Perhaps not the _first _day but I do remember first grade.  I was only five and I had to walk over a mile to school.  We had "crossing boys" to cross us over the highway and I was scared to death of them.  They were very officious and bullied the younger kids.   First and second grade only went to school half days (first in the morning and second grade in the afternoon).   I was dyslexic (of course they didn't know anything about dyslexia back then....you just weren't "trying hard enough"...) and had a hard time of it until the third grade when everything clicked into place.  Luckily, I had wonderful kind teachers in my first three years, which was the only thing that got me past fourth grade, where my teacher was a certified witch.   We were just posting about that teacher on my school Facebook group and everyone who had her had a horrible story about something she had done.

We started each day with the Pledge of Allegiance and the Lord's Prayer (imagine that today.....).  And, yes, I remember the smell of vomit and sawdust that seemed to hang around for hours.  That and the smell of the paste that everybody got a dab of on a piece of paper from a huge jar.  There was always somebody in the class who ate their paste...yuk.


----------



## AprilT (Jun 13, 2015)

That's sad Jujube, I had teachers who were always trying to force me to write with my right hand or to hold my pencil the same way as others did and I just couldn't, still everyone else holds their pens and pencils in an odd way as opposed to how I hold mine.    I've had my hand whacked a time or two just for not complying.  It was later in high school that I had some really caring teachers, but especially my guidance counselor, whom I'll never forget and if not for her, I probably wouldn't have made it through high school.  One of the best human beings I wish I'd had the chance to official thank once I reached my later adulthood.


----------



## applecruncher (Jun 13, 2015)

> That and the smell of the paste that everybody got a dab of on a piece of paper from a huge jar. There was always somebody in the class who ate their paste...yuk.
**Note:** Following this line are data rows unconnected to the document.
//! Pipeline kernel contract.
//!
//! Trait interfaces and data types for the esgate pipeline runtime. No
//! concrete connectors, routers or processors live here; those belong to
//! `esgate-gateway`.
//!
//! # Architecture mapping
//!
//! ```text
//! ┌─────────────────────────────────────────────────────────────┐
//! │              esgate-kernel  (this module)                   │
//! │  Middleware trait       FrontendHandler trait               │
//! │  Processor trait        BackendConnector trait              │
//! │  RequestMatcher         Request / Metadata / Payload        │
//! │  PipelineError / ProcessorError / BackendError              │
//! └──────────────────────────┬──────────────────────────────────┘
//!                            │  depends on
//! ┌──────────────────────────▼──────────────────────────────────┐
//! │              esgate-gateway  (runtime crate)                │
//! │  PathRouter, HTTP / TCP frontend connectors                 │
//! │  ProcessorNode tree, AbTestProcessor                        │
//! │  Elasticsearch / ClickHouse backends                        │
//! │  GatewayBuilder ──► Runtime (connector merge, start/stop)   │
//! └─────────────────────────────────────────────────────────────┘
//! ```

pub mod backend;
pub mod error;
pub mod handler;
pub mod matcher;
pub mod middleware;
pub mod processor;
pub mod types;

// ── Flat re-exports ────────────────────────────────────────────────────────

pub use backend::{
    BackendConnector, BackendConnectorKind, BackendResponse, DocumentBackend, SqlBackend,
};
pub use error::{BackendError, PipelineError, ProcessorError};
pub use handler::{FrontendHandler, handler_fn};
pub use matcher::RequestMatcher;
pub use middleware::{Middleware, ResponseWriter};
pub use processor::{Processor, ProcessorContext};
pub use types::{HttpMethod, Metadata, Payload, ProcessResult, Request, keys};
Yes, and smelling the papers after they came off the "ditto" machine.


----------



## Lon (Jun 13, 2015)

First day of school for me would have been May of 1938 and I don't remember it, but I do remember the pretty red headed kindergarden teacher. It was a public school in Newark, New Jersey.


----------



## AZ Jim (Jun 13, 2015)

OK.  OK.  April and QS have made the guilt come.  I CRIED too so much they took me outside for "air".  I wanted Mommy!!!!!!!


----------



## NancyNGA (Jun 13, 2015)

For those of you from cold climates...do you remember snowsuits?  They went on over top of your regular clothes. Even little girls in those days had to wear dresses to school.    First grade teacher spent at least an hour every day getting kids in and out of their snowsuits.  I think they cancelled recess in the winter just because of the time constraints.  Mine was maroon, my mom made it.


----------



## RadishRose (Jun 13, 2015)

I ran right into kindergarten, I could not wait. My mother hyped it very well, so I was really looking forward to it. Sometime later when the excitement settled down, there were times when I just wanted to stay home with mom though. 
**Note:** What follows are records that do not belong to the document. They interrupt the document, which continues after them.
/// The record written to sinks.
#[derive(Debug, Clone, PartialEq, Serialize)]
pub struct EnrichedResult {
    #[serde(flatten)]
    pub result: AbResult,
    #[serde(rename = "@timestamp")]
    pub timestamp: String,
    pub response_mismatch: ResponseMismatch,
    pub gateway_version: String,
    /// Problems noticed while processing that did not drop the record.
    #[serde(skip_serializing_if = "Vec::is_empty")]
    pub errors: Vec<String>,
    #[serde(skip_serializing_if = "Option::is_none")]
    pub kibana_dashboard_id: Option<String>,
    #[serde(skip_serializing_if = "Option::is_none")]
    pub kibana_dashboard_panel_id: Option<String>,
}

impl EnrichedResult {
    pub fn new(result: AbResult) -> Self {
        Self {
            result,
            timestamp: Utc::now().to_rfc3339_opts(SecondsFormat::Secs, true),
            response_mismatch: ResponseMismatch::default(),
            gateway_version: env!("CARGO_PKG_VERSION").to_string(),
            errors: Vec::new(),
            kibana_dashboard_id: None,
            kibana_dashboard_panel_id: None,
        }
    }
}

// ─────────────────────────────────────────────────────────────────────────────
// Stages
// ─────────────────────────────────────────────────────────────────────────────

/// `Ok(None)` drops the record.
trait Stage: Send + Sync {
    fn name(&self) -> &'static str;

    fn process(&self, record: EnrichedResult) -> Result<Option<EnrichedResult>, CollectorError>;
}

struct ProbabilisticSampler {
    ratio: f64,
}

impl Stage for ProbabilisticSampler {
    fn name(&self) -> &'static str {
        "sampler"
    }

    fn process(&self, record: EnrichedResult) -> Result<Option<EnrichedResult>, CollectorError> {
        let keep = self.ratio >= 1.0 || (self.ratio > 0.0 && rand::random::<f64>() < self.ratio);
        Ok(keep.then_some(record))
    }
}

/// Attributes a record to the Kibana dashboard and panel that issued it.
///
/// Kibana sends its execution context in `x-opaque-id` as `;`-separated
/// segments, e.g. `unknownId;kibana:application:dashboards:<id>;agg_based:visualization:<panel>`.
/// The panel is the last component of the segment after the dashboard one.
struct ExtractKibanaIds;

impl Stage for ExtractKibanaIds {
    fn name(&self) -> &'static str {
        "kibana_ids"
    }

    fn process(&self, mut record: EnrichedResult) -> Result<Option<EnrichedResult>, CollectorError> {
        if let Some(opaque_id) = record.result.opaque_id.as_deref() {
            let (dashboard, panel) = kibana_ids(opaque_id);
            record.kibana_dashboard_id = dashboard;
            record.kibana_dashboard_panel_id = panel;
        }
        Ok(Some(record))
    }
}

pub fn kibana_ids(opaque_id: &str) -> (Option<String>, Option<String>) {
    let segments: Vec<&str> = opaque_id.split(';').map(str::trim).collect();
    let Some((at, dashboard)) = segments.iter().enumerate().find_map(|(i, segment)| {
        let (_, rest) = segment.split_once("dashboards:")?;
        let id = rest.split(':').next().filter(|id| !id.is_empty())?;
        Some((i, id.to_string()))
    }) else {
        return (None, None);
    };
    let panel = segments
        .get(at + 1)
        .filter(|segment| segment.contains(':'))
        .and_then(|segment| segment.rsplit(':').next())
        .filter(|id| !id.is_empty())
        .map(str::to_string);
    (Some(dashboard), panel)
}

/// Replaces an async-search envelope (`{"id", "is_running", "response"}`)
/// with the search response it wraps, so an async answer on one side compares
/// equal to a plain `_search` answer on the other.
struct UnifySyncAsyncResponse;

impl Stage for UnifySyncAsyncResponse {
    fn name(&self) -> &'static str {
        "unify_async"
    }

    fn process(&self, mut record: EnrichedResult) -> Result<Option<EnrichedResult>, CollectorError> {
        for side in [&mut record.result.a, &mut record.result.b] {
            let Ok(Value::Object(mut envelope)) = serde_json::from_str::<Value>(&side.body) else {
                continue;
            };
            if !envelope.contains_key("is_running") {
                continue;
            }
            match envelope.remove("response") {
                Some(response) => {
                    side.body = serde_json::to_string(&response).map_err(|e| CollectorError::Stage {
                        stage: self.name(),
                        message: e.to_string(),
                    })?;
                }
                None => record
                    .errors
                    .push(format!("{}: async search response has no result yet", side.name)),
            }
        }
        Ok(Some(record))
    }
}

struct DiffTransformer;

impl Stage for DiffTransformer {
    fn name(&self) -> &'static str {
        "diff"
    }

    fn process(&self, mut record: EnrichedResult) -> Result<Option<EnrichedResult>, CollectorError> {
        let mismatches = compare_bodies(&record.result.a.body, &record.result.b.body);
        record.response_mismatch = summarize(&mismatches).map_err(|e| CollectorError::Stage {
            stage: self.name(),
            message: e.to_string(),
        })?;
        Ok(Some(record))
    }
}

struct RedactOkResults;

impl Stage for RedactOkResults {
    fn name(&self) -> &'static str {
        "redact"
    }

    fn process(&self, mut record: EnrichedResult) -> Result<Option<EnrichedResult>, CollectorError> {
        if record.response_mismatch.is_ok {
            record.result.a.body = REDACTED.to_string();
            record.result.b.body = REDACTED.to_string();
        }
        Ok(Some(record))
    }
}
And YES, I remember those snowsuits! I'd never have lasted all those long hours of sledding without them.


----------



## AprilT (Jun 13, 2015)

Oh, gawd, yes I remember snowsuits.  :shussh:  Don't tell anyone though, I remember them fondly.


----------



## QuickSilver (Jun 13, 2015)

I remember a time when I actually wanted it to snow.. and got so excited with the first few flakes falling.. Of course.. I wasn't driving then..........


----------



## John C (Jun 13, 2015)

I didn't want to go so I pretended I couldn't be awakened.  My older sister walked with me and, when she left, I burst into tears.  First Grade teacher was "Miss Sue" a very kindly lady who loved children.  After the first day, I was fine and enjoyed Grade School all the way.


----------



## SeaBreeze (Jun 13, 2015)

My first day of school was in 1st grade, I don't think they had kindergarten back then in my school.  It was a Catholic school, so I had a nun as a teacher.  All I can remember is my mother walking me to school, and into the building, then leaving me and telling me she'd be back to pick me up.  I don't think I was actually crying, but I was very afraid about being there.  I never liked school, even back then.  We did do the duck drills under our desks, which was kind of scary to me...of course the nuns were good about scaring all of us anyway, lol. 

I remember them always putting green sawdust over vomit on the floor, there was always some kid upchucking.  I never actually got sick, but when I'd see or smell that, I had the gag reflex going down.


----------



## Underock1 (Jun 13, 2015)

Working backwards, it must have been 1937. I remember it very clearly. Because of my December birthday, I was always the youngest kid in class. They started me in first grade. My mother took me the first day and introduced me to Miss Sylvia. I only remember that she was nice, had dark hair and glasses. I bought her a small Narcissus plant. I remember my mother teaching me how to pronounce it.


----------



## NancyNGA (Jun 14, 2015)

SeaBreeze, I never knew anyone who went to kindergarten then either.

I didn't quite tell all of the story.  The first day of 1st grade my aunt (my mom's sister) came by and picked us up because her son (my cousin) was starting his first day, too.  We were born 3 months apart.   Here is our picture that day.  He was a sweet kid.  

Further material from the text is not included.